▶ _EXERCISE DESCRIPTION_:
The answer must be a single number, namely how many lines in the entries below contain the string "collect".

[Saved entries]

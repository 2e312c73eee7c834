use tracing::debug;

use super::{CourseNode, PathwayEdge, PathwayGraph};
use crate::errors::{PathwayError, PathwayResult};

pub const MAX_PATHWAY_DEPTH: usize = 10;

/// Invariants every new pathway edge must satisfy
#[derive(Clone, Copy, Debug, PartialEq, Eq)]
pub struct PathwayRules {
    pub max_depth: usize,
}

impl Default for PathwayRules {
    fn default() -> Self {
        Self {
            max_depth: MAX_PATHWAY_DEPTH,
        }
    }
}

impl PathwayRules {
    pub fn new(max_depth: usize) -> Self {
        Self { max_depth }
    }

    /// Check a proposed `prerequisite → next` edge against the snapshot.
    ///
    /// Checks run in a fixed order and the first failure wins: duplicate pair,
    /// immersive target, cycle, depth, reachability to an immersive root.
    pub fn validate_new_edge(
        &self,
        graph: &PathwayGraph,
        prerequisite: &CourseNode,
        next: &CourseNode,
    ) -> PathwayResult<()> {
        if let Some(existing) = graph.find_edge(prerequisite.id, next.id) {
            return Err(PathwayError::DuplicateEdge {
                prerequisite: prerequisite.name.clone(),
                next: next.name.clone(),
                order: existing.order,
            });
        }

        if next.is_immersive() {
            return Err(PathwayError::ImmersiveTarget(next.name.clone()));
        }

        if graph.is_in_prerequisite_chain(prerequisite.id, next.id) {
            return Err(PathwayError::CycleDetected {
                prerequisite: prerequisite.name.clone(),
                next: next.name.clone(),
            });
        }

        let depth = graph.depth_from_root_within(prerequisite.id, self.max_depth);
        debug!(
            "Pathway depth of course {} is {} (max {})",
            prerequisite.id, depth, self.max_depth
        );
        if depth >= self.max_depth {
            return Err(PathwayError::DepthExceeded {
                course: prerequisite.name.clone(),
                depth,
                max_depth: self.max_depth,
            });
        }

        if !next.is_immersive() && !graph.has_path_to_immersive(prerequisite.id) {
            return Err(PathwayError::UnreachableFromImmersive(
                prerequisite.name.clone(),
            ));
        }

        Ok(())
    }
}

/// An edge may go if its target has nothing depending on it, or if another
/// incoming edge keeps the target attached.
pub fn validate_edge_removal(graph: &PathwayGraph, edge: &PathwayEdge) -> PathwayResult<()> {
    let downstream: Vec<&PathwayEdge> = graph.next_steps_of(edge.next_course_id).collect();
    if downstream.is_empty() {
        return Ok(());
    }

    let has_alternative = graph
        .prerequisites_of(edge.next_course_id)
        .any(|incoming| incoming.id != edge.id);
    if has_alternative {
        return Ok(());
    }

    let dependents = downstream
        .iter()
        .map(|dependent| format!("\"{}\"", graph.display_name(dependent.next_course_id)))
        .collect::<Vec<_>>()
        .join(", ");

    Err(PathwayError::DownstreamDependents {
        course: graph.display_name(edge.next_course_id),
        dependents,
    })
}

▶ _FINISHED EXERCISE_:
2